→ **Instructions to follow**
In the listing below, locate the lines bearing the word "CycleClock". Copy every one of them.

→ **The data**
========

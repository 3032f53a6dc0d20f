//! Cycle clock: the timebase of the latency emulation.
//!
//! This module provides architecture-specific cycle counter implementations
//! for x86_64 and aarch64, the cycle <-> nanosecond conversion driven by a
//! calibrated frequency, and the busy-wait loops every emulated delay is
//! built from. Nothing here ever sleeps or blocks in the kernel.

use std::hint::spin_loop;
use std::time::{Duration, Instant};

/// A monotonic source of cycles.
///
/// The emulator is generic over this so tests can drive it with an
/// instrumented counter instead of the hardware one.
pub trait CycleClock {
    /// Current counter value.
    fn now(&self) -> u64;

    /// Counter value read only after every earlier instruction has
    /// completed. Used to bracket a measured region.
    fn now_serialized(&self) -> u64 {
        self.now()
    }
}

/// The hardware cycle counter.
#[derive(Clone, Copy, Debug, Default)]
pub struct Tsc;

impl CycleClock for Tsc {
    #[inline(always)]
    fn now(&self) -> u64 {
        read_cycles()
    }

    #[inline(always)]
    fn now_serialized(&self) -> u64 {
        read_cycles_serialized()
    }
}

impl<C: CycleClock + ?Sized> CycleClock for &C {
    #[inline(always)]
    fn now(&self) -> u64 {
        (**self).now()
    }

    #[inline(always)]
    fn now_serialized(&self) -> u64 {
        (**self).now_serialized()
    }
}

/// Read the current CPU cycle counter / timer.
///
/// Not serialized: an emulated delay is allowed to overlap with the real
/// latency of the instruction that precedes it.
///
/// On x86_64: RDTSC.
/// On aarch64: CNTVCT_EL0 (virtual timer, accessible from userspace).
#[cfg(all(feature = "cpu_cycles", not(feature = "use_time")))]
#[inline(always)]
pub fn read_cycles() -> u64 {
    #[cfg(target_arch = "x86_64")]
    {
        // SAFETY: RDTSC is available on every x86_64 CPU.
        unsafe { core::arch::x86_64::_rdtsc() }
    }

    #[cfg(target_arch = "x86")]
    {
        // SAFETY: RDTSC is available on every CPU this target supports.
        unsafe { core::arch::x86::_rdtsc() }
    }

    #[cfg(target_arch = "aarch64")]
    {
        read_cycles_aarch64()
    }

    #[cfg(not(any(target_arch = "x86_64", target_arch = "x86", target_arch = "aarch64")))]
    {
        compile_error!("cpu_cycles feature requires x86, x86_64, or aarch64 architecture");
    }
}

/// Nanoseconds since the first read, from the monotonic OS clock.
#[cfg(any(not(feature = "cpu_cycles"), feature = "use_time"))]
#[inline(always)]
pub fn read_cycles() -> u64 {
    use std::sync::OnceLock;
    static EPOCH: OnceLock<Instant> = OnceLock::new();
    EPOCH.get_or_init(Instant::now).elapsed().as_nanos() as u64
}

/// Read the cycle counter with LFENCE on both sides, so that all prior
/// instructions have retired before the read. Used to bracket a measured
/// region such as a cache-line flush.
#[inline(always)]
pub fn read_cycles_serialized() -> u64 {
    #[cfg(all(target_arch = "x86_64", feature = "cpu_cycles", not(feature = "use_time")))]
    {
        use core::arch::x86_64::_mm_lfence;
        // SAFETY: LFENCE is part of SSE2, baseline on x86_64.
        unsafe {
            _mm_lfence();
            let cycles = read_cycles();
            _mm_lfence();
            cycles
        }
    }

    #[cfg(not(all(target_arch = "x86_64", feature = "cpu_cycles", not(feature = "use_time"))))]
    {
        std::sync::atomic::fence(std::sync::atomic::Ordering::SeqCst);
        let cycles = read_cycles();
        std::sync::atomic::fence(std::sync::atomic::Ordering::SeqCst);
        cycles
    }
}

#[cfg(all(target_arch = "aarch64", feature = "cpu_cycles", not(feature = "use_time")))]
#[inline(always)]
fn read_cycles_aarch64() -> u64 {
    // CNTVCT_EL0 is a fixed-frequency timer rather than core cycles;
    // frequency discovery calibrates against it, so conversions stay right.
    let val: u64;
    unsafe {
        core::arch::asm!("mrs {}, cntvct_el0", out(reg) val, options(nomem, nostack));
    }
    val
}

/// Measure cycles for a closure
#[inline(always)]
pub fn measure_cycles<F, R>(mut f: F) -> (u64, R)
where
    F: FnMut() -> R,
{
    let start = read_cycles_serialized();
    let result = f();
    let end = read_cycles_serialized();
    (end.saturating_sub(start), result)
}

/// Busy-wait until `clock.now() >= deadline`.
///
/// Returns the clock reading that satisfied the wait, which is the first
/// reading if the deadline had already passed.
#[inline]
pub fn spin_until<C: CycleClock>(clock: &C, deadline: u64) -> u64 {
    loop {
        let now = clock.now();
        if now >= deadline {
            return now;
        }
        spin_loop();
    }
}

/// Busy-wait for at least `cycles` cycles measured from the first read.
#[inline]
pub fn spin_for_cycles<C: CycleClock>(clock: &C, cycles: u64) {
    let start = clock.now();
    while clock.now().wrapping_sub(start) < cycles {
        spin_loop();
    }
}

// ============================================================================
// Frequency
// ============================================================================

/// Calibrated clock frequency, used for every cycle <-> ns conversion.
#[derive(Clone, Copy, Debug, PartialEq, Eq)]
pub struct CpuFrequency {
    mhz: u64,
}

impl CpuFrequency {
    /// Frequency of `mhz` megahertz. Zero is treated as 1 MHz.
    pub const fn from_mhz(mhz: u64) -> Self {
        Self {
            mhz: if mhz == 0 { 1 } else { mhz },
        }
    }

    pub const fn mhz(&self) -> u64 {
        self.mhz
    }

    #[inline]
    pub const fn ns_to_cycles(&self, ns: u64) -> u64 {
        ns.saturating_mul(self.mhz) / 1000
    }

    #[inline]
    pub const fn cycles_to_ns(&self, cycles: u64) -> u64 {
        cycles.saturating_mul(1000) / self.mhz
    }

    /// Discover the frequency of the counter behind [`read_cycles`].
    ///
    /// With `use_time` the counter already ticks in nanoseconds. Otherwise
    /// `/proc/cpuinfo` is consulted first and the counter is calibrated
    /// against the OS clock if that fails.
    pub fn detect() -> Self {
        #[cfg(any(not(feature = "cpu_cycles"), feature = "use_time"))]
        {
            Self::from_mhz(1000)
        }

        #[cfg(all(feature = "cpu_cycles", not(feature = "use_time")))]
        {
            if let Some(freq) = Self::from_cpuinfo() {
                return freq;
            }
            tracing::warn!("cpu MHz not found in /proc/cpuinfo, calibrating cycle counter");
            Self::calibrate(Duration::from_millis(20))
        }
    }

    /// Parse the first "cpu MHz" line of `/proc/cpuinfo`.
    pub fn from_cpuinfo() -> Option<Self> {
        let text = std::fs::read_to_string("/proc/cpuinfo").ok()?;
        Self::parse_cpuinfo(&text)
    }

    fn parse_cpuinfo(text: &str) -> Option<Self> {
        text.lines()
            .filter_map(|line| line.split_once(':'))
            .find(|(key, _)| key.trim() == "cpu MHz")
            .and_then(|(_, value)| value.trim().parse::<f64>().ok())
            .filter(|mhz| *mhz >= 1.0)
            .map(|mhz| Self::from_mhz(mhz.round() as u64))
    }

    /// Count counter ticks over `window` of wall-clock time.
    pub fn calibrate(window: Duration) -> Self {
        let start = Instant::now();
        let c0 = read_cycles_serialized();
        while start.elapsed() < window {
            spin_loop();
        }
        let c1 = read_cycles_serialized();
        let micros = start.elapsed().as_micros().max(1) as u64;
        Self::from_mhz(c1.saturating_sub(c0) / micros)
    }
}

========

→ **Answer**
pub trait CycleClock {
impl CycleClock for Tsc {
impl<C: CycleClock + ?Sized> CycleClock for &C {
pub fn spin_until<C: CycleClock>(clock: &C, deadline: u64) -> u64 {
pub fn spin_for_cycles<C: CycleClock>(clock: &C, cycles: u64) {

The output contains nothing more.